Text mining is a real boon given the flood of texts and text data that is created every day. It would exceed any human capacity to read, keyword or sort terabytes of text data according to other criteria. In this article, we look at the basics of this method and show possible applications of text mining.
Application of Text Mining in Recent History - Analysis of the Panama Papers
An example from recent history illustrates the purpose of text mining: the Panama–Papers. The largest data leak in history consisted of 2.6 terabytes or 11.5 million files. Which persons or organisations are involved and in which context are they named? What would have been an extremely time-consuming undertaking for humans could be solved in a time-effective manner with the help of graph databases and the corresponding connections of the data leak could be found and presented.
Dark data - unused data holds great potential for companies
Unused data stored in large quantities in companies is also referred to as "dark data". The market research company Gartner estimates that 80 per cent of companies will not succeed by 2021 in establishing regulations for the secure and productive handling of this growing amount of Data to establish. Text data mining is one of the most promising approaches for extracting information from unused, unstructured data. meaningful and significant Information crystallise.
Definition: What is Text Mining?
Text mining is - similar to the term Data mining - a collective term. Accordingly, it covers a whole range of different Algorithm-based analysis methods. Text data mining can be understood as a special form of data mining in that, as in this case, it is a matter of creating a Added value to generate.
Also extracting Procedures that search for specific information from a large volume of text data (Big Data), can be understood as a special form of text mining. In addition, there are procedures that are similar to those used in big data analyses. Here, a large amount of text data is not searched for specific information, but for structural similarities or patterns. In this way, texts can be sorted according to criteria such as tone, theme, function or other features and conspicuousness. The Goals of text mining are:
- The Extraction of implicit knowledge from large amounts of text data
- Making visible Patterns and Relationships of information represented in texts
- The Evaluation of text data that cannot be read by humans due to the size alone
Reading tip: What makes a successful data science project? For many years we have been relying on the "Data compass".
What text mining methods are there?
In principle, text mining methods can be divided into two categories: linguistic methods on the one hand (Natural Language Processing) and statistical methods on the other hand. Since text data or texts form the basis of text data mining, linguistic methods also dominate the analysis methods. Data that are analysed using text mining methods fall into the data category of unstructured or semi-structured data. Linguistic language analyses, for example, for the Categorisation of data according to certain semantic characteristics, provide an important starting point for structuring this (semi-)structured data (Clustering).
Application examples for text mining
Text mining can be found everywhere in the working world where texts serve as a central basis for work. In areas such as the
- Tax advice,
- Insurance industry or
- in the legal environment
texts in the form of receipts, delivery notes, invoices, emails, contracts or legal texts play a central role. Text mining solutions can provide the solution for very specific Questions be. For example, the machine verification of documents for accuracy and consistency can be used in audits or as part of stocktaking.
However, text mining can also be part of a broader solution approach. For example virtual Assistants take over a series of research tasks - such as the AI bot ROSS. Among other things, it is able to search text archives for specific legal texts or precedents.
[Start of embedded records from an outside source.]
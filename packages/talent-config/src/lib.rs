mod error;
mod eval;
mod types;

pub use error::{Error, Result};
pub use eval::{
	Dataset, EvalConfig, EvalTargets, FailurePolicy, Judge, OllamaJudge, OpenAiJudge, Scoring,
};
pub use types::{
	Config, EmbeddingProviderConfig, Indexing, IntentKeywords, LlmProviderConfig, MetadataFields,
	Prompts, Providers, Qdrant, QueryParsing, Ranking, Retrieval, Service, SeniorityTokens,
	SkillNormalization, SkillRule, Storage, TechnologySynonym,
};

use std::{env, fs, path::Path};

use serde::de::DeserializeOwned;

pub fn load(path: &Path) -> Result<Config> {
	let mut cfg: Config = read_toml(path)?;

	normalize(&mut cfg);

	validate(&cfg)?;

	Ok(cfg)
}

pub fn load_eval(path: &Path) -> Result<EvalConfig> {
	let mut cfg: EvalConfig = read_toml(path)?;

	normalize_eval(&mut cfg, env::var("OPENAI_API_KEY").ok());

	validate_eval(&cfg)?;

	Ok(cfg)
}

pub fn validate(cfg: &Config) -> Result<()> {
	for (key, value) in [
		("service.http_bind", &cfg.service.http_bind),
		("service.admin_bind", &cfg.service.admin_bind),
		("storage.qdrant.collection", &cfg.storage.qdrant.collection),
	] {
		if value.trim().is_empty() {
			return Err(invalid(format!("{key} must be non-empty.")));
		}
	}

	if !matches!(cfg.storage.backend.as_str(), "qdrant" | "memory") {
		return Err(invalid("storage.backend must be one of qdrant or memory."));
	}
	if cfg.providers.embedding.dimensions == 0 {
		return Err(invalid("providers.embedding.dimensions must be greater than zero."));
	}
	if cfg.providers.embedding.dimensions != cfg.storage.qdrant.vector_dim {
		return Err(invalid(
			"providers.embedding.dimensions must match storage.qdrant.vector_dim.",
		));
	}
	if cfg.providers.embedding.api_key.trim().is_empty() {
		return Err(invalid("Provider embedding api_key must be non-empty."));
	}
	if !cfg.providers.llm.temperature.is_finite() || cfg.providers.llm.temperature < 0.0 {
		return Err(invalid("providers.llm.temperature must be a finite number, zero or greater."));
	}
	if cfg.retrieval.limit == 0 {
		return Err(invalid("retrieval.limit must be greater than zero."));
	}
	if cfg.retrieval.structured_max_attempts == 0 {
		return Err(invalid("retrieval.structured_max_attempts must be greater than zero."));
	}
	if cfg.indexing.primary_skills_max_count == 0 {
		return Err(invalid("indexing.primary_skills_max_count must be greater than zero."));
	}
	if cfg.indexing.strong_skill_levels.is_empty() {
		return Err(invalid("indexing.strong_skill_levels must be non-empty."));
	}
	if !cfg.prompts.human.contains("{input}") {
		return Err(invalid("prompts.human must contain the {input} placeholder."));
	}

	validate_ranking(&cfg.ranking)?;
	validate_query_parsing(&cfg.query_parsing)?;

	if cfg.skill_normalization.rules.is_empty() {
		return Err(invalid("skill_normalization.rules must be non-empty."));
	}

	for rule in &cfg.skill_normalization.rules {
		if rule.pattern.trim().is_empty() || rule.canonical.trim().is_empty() {
			return Err(invalid(
				"skill_normalization.rules entries must have a non-empty pattern and canonical.",
			));
		}
	}

	Ok(())
}

pub fn validate_eval(cfg: &EvalConfig) -> Result<()> {
	if !matches!(cfg.judge.provider.as_str(), "openai" | "ollama" | "heuristic") {
		return Err(invalid("judge.provider must be one of openai, ollama, or heuristic."));
	}
	if cfg.judge.runs == 0 {
		return Err(invalid("judge.runs must be greater than zero."));
	}
	if cfg.failure_policy.min_successful_runs > cfg.judge.runs {
		return Err(invalid(
			"failure_policy.min_successful_runs must be less than or equal to judge.runs.",
		));
	}
	if !cfg.judge.temperature.is_finite() {
		return Err(invalid("judge.temperature must be a finite number."));
	}
	if cfg.judge.provider == "ollama" && cfg.judge.ollama.model.trim().is_empty() {
		return Err(invalid("judge.ollama.model must be non-empty when judge.provider is ollama."));
	}
	if cfg.judge.provider == "openai"
		&& cfg.judge.openai.api_key.is_some()
		&& cfg.judge.openai.model.trim().is_empty()
	{
		return Err(invalid("judge.openai.model must be non-empty when an API key is set."));
	}

	for (key, value) in [
		("scoring.tie_tolerance", cfg.scoring.tie_tolerance),
		("scoring.heuristic_tie_tolerance", cfg.scoring.heuristic_tie_tolerance),
	] {
		if !value.is_finite() {
			return Err(invalid(format!("{key} must be a finite number.")));
		}
		if value < 0.0 {
			return Err(invalid(format!("{key} must be zero or greater.")));
		}
	}
	for (key, value) in
		[("targets.dotnet_url", &cfg.targets.dotnet_url), ("targets.python_url", &cfg.targets.python_url)]
	{
		if value.is_empty() {
			return Err(invalid(format!("{key} must be non-empty.")));
		}
	}

	Ok(())
}

fn validate_ranking(ranking: &Ranking) -> Result<()> {
	for (key, weight) in [
		("ranking.technical_weight", ranking.technical_weight),
		("ranking.seniority_weight", ranking.seniority_weight),
		("ranking.leadership_weight", ranking.leadership_weight),
		("ranking.experience_weight", ranking.experience_weight),
	] {
		if !weight.is_finite() {
			return Err(invalid(format!("{key} must be a finite number.")));
		}
		if weight < 0.0 {
			return Err(invalid(format!("{key} must be zero or greater.")));
		}
	}

	if !ranking.max_leadership_contribution.is_finite()
		|| !(0.0..=1.0).contains(&ranking.max_leadership_contribution)
	{
		return Err(invalid("ranking.max_leadership_contribution must be in the range 0.0-1.0."));
	}
	if ranking.leadership_keywords.iter().any(|keyword| keyword.trim().is_empty()) {
		return Err(invalid("ranking.leadership_keywords must not contain blank entries."));
	}

	Ok(())
}

fn validate_query_parsing(parsing: &QueryParsing) -> Result<()> {
	if parsing.intents.is_empty() {
		return Err(invalid("query_parsing.intents must be non-empty."));
	}
	if parsing.technology_synonyms.is_empty() {
		return Err(invalid("query_parsing.technology_synonyms must be non-empty."));
	}
	if parsing.seniority_tokens.is_empty() {
		return Err(invalid("query_parsing.seniority_tokens must be non-empty."));
	}
	if parsing.experience_patterns.is_empty() {
		return Err(invalid("query_parsing.experience_patterns must be non-empty."));
	}

	let blank_keyword = parsing
		.intents
		.iter()
		.flat_map(|entry| entry.keywords.iter())
		.chain(parsing.seniority_tokens.iter().flat_map(|entry| entry.tokens.iter()))
		.chain(parsing.technology_synonyms.iter().map(|entry| &entry.token))
		.any(|token| token.trim().is_empty());

	if blank_keyword {
		return Err(invalid("query_parsing tables must not contain blank tokens."));
	}

	Ok(())
}

fn normalize(cfg: &mut Config) {
	cfg.storage.backend = cfg.storage.backend.trim().to_ascii_lowercase();

	trim_trailing_slash(&mut cfg.providers.embedding.api_base);
	trim_trailing_slash(&mut cfg.providers.llm.api_base);
}

fn normalize_eval(cfg: &mut EvalConfig, env_api_key: Option<String>) {
	cfg.judge.provider = cfg.judge.provider.trim().to_ascii_lowercase();

	if cfg.judge.openai.api_key.as_deref().map(|key| key.trim().is_empty()).unwrap_or(true) {
		cfg.judge.openai.api_key = env_api_key.filter(|key| !key.trim().is_empty());
	}

	trim_trailing_slash(&mut cfg.targets.dotnet_url);
	trim_trailing_slash(&mut cfg.targets.python_url);
	trim_trailing_slash(&mut cfg.judge.openai.api_base);
	trim_trailing_slash(&mut cfg.judge.ollama.host);
}

fn read_toml<T>(path: &Path) -> Result<T>
where
	T: DeserializeOwned,
{
	let raw = fs::read_to_string(path)
		.map_err(|err| Error::ReadConfig { path: path.to_path_buf(), source: err })?;

	toml::from_str(&raw).map_err(|err| Error::ParseConfig { path: path.to_path_buf(), source: err })
}

fn trim_trailing_slash(value: &mut String) {
	let trimmed = value.trim().trim_end_matches('/').to_string();

	*value = trimmed;
}

fn invalid(message: impl Into<String>) -> Error {
	Error::Validation { message: message.into() }
}

#[cfg(test)]
mod tests {
	use super::*;

	fn eval_config(raw: &str) -> EvalConfig {
		toml::from_str(raw).expect("Failed to parse eval config.")
	}

	#[test]
	fn env_api_key_fills_missing_openai_key() {
		let mut cfg = eval_config("[judge]\nprovider = \" OpenAI \"\n");

		normalize_eval(&mut cfg, Some("sk-test".to_string()));

		assert_eq!(cfg.judge.provider, "openai");
		assert_eq!(cfg.judge.openai.api_key.as_deref(), Some("sk-test"));
	}

	#[test]
	fn configured_openai_key_wins_over_env() {
		let mut cfg = eval_config("[judge.openai]\napi_key = \"sk-config\"\n");

		normalize_eval(&mut cfg, Some("sk-env".to_string()));

		assert_eq!(cfg.judge.openai.api_key.as_deref(), Some("sk-config"));
	}

	#[test]
	fn blank_env_key_is_ignored() {
		let mut cfg = eval_config("");

		normalize_eval(&mut cfg, Some("  ".to_string()));

		assert!(cfg.judge.openai.api_key.is_none());
	}

	#[test]
	fn trailing_slashes_are_trimmed() {
		let mut cfg = eval_config("[targets]\ndotnet_url = \"http://localhost:5000/\"\n");

		normalize_eval(&mut cfg, None);

		assert_eq!(cfg.targets.dotnet_url, "http://localhost:5000");
	}
}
Description: Text mining can be part of an overall solution - as in this case of an intelligent assistant called "ROSS".
Further application possibilities are also emerging in connection with the increasing number of networked products (Internet of Things). These offer Automation options on or can Recommendations for action on displays. For one of our customers, we analysed cooking recipes to identify recurring operations that a kitchen appliance can recognise and execute automatically. To do this, the recipe text data was analysed according to the Preparation and the Definition of the search criteria with text data mining for repetitive Patterns searches. For complex questions like this, several text mining methods can be used:
- Classification procedure
- Segmentation procedure
- Dependency analyses
Language and texts form the basis of our communication
Text mining is such an important field, among other things, because texts are one of the most important foundations of our Communication and thus our Economy form at all. Furthermore, journalism, scientific fields of application such as opinion research and questions in the social and economic sciences benefit enormously from this.
Thanks to text data mining, texts and the information they contain can be analysed to an extent that could never be guaranteed with conventional means and skills alone. Accordingly, the strengths of text mining are particularly noticeable wherever the amount of text to be handled exceeds the limits of human performance.